Now there is an overview of the status of Neonectria cankers in the Nordics. One of our SNS-NKJ networks produced it!
The members of the NKJ-SNS network project “Neonectria cankers on trees” has gathered for a second meeting. The meeting took place in two participating countries, Sweden (hosted by SLU in Alnarp) and Denmark (hosted by KU at the arboretum in Hornsholm, Denmark).
A brief update on the status of the ongoing research projects in the participating countries as well as on the significantly improved epidemiological situation in apple orchards in Åland was accompanied by a fruitful discussion and knowledge exchange in the network “Neonectria cankers on trees – meeting of changed climatic conditions and increased problems in Scandinavian horticulture and forest production by interdisciplinary networking”.
Since the network is dedicated to the three Neonectria spp; N. ditissima on broad leaf trees (especially fruit trees) and N. neomacrospora and N. fuckeliana on fir (Abies spp.) and spruce (Picea spp.), respectively, the meeting included on-site experience of infections on both, horticultural and forest crops.
The participants visited a commercial apple orchard where they could observe damages caused by N. ditissima in a range of apple cultivars differing in their levels of resistance. The observations and discussions were dedicated to the diversity of the symptoms as well as to the diversity of the defence reactions among cultivars. The attention was also drawn to the differences in the severity of damages related to differences in growing conditions within the same orchard as well as to the differences in the age of the trees. The participants stressed on the importance of good orchard hygiene for the improvement of the epidemiological situation in the apple orchards.
In the Arboretum in Hørsholm the focus was on symptoms of N. neomacrospora on different fir species.

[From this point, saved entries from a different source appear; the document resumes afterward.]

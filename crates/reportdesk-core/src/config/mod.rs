//! Application configuration schemas.
//!
//! All configuration structs are deserialized from TOML files via the
//! `config` crate. Each sub-module represents a logical configuration
//! section.

pub mod api;
pub mod logging;

use serde::{Deserialize, Serialize};

use self::api::ApiConfig;
use self::logging::LoggingConfig;

use crate::error::AppError;

/// Root application configuration.
///
/// This struct is the top-level deserialization target for the merged
/// TOML configuration files (default.toml + environment overlay).
#[derive(Debug, Clone, Default, Serialize, Deserialize)]
pub struct AppConfig {
    /// Backend API settings.
    #[serde(default)]
    pub api: ApiConfig,
    /// Logging settings.
    #[serde(default)]
    pub logging: LoggingConfig,
}

impl AppConfig {
    /// Load configuration from TOML files.
    ///
    /// Merges the default configuration with an environment-specific overlay
    /// and environment variables prefixed with `REPORTDESK_`.
    pub fn load(env: &str) -> Result<Self, AppError> {
        let config = config::Config::builder()
            .add_source(config::File::with_name("config/default").required(false))
            .add_source(config::File::with_name(&format!("config/{env}")).required(false))
            .add_source(
                config::Environment::with_prefix("REPORTDESK")
                    .separator("__")
                    .try_parsing(true),
            )
            .build()
            .map_err(|e| AppError::configuration(format!("Failed to build config: {e}")))?;

        config
            .try_deserialize()
            .map_err(|e| AppError::configuration(format!("Failed to deserialize config: {e}")))
    }
}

Abies lasiocarpa and A. concolor show severe infection, whereas traditional forest tree species such as A. alba and A. grandis are less affected. Symptoms of N. fuckeliana on spruce and N. ditissima on broadleaves have not been observed in the Arboretum, and only a few cases have been reported from Danish forests, however no systematic surveys have been carried out. An important discussion was to which degree aphids on needles, shoots and bark facilitate the entry of these pathogens in the hosts.

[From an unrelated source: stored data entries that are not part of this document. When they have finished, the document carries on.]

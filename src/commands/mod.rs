//! Console command definitions and dispatch.

pub mod create;
pub mod filter;
pub mod generate;
pub mod list;
pub mod toggle;
pub mod update;

use std::sync::Arc;

use clap::{Parser, Subcommand};

use crate::output::OutputFormat;
use reportdesk_client::RestReportClient;
use reportdesk_core::config::AppConfig;
use reportdesk_core::error::AppError;

/// ReportDesk — admin console for AI-assisted report templates
#[derive(Debug, Parser)]
#[command(name = "reportdesk", version, about, long_about = None)]
pub struct Cli {
    /// Configuration environment (config/<env>.toml overlay)
    #[arg(short, long, default_value = "default")]
    pub env: String,

    /// Output format
    #[arg(short, long, value_enum, default_value = "table")]
    pub format: OutputFormat,

    /// Subcommand to execute
    #[command(subcommand)]
    pub command: Commands,
}

/// Top-level commands
#[derive(Debug, Subcommand)]
pub enum Commands {
    /// List report templates
    List(list::ListArgs),
    /// Filter report templates by id and owner
    Filter(filter::FilterArgs),
    /// Create a report template
    Create(create::CreateArgs),
    /// Update a report template
    Update(update::UpdateArgs),
    /// Enable or disable a report template
    Toggle(toggle::ToggleArgs),
    /// Generate a report from an uploaded file
    Generate(generate::GenerateArgs),
}

impl Cli {
    /// Execute the console command
    pub async fn execute(&self) -> Result<(), AppError> {
        match &self.command {
            Commands::List(args) => list::execute(args, &self.env, self.format).await,
            Commands::Filter(args) => filter::execute(args, &self.env, self.format).await,
            Commands::Create(args) => create::execute(args, &self.env, self.format).await,
            Commands::Update(args) => update::execute(args, &self.env, self.format).await,
            Commands::Toggle(args) => toggle::execute(args, &self.env).await,
            Commands::Generate(args) => generate::execute(args, &self.env).await,
        }
    }
}

/// Helper: build the REST client from configuration
pub fn build_client(env: &str) -> Result<Arc<RestReportClient>, AppError> {
    let config = AppConfig::load(env)?;
    Ok(Arc::new(RestReportClient::from_config(&config.api)?))
}

/// Helper: combine optional page/page-size flags into a request
pub fn page_request(
    page: Option<u64>,
    page_size: Option<u64>,
) -> Option<reportdesk_core::types::PageRequest> {
    if page.is_none() && page_size.is_none() {
        return None;
    }
    let default = reportdesk_core::types::PageRequest::default();
    Some(reportdesk_core::types::PageRequest::new(
        page.unwrap_or(default.page),
        page_size.unwrap_or(default.page_size),
    ))
}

During the excursion in the Arboretum we looked at a spore sampler experiment and discussed whether this method could be used for other Neonectria species than N. ditissima, since several participants had experienced difficulties with obtaining spores.
An important task of the network is to bring all the collected information on biology, epidemiology and control of the three pathogens, including better utilization of the intrinsic host resistance by combining of breeding resistant genotypes with improved practices to the scientific community though a review paper. The participants agreed on the content and structure of the paper. The important knowledge exchange between the horticulture and forestry as well as a positive and open atmosphere within the group indicate good prospects for further collaborations and join projects.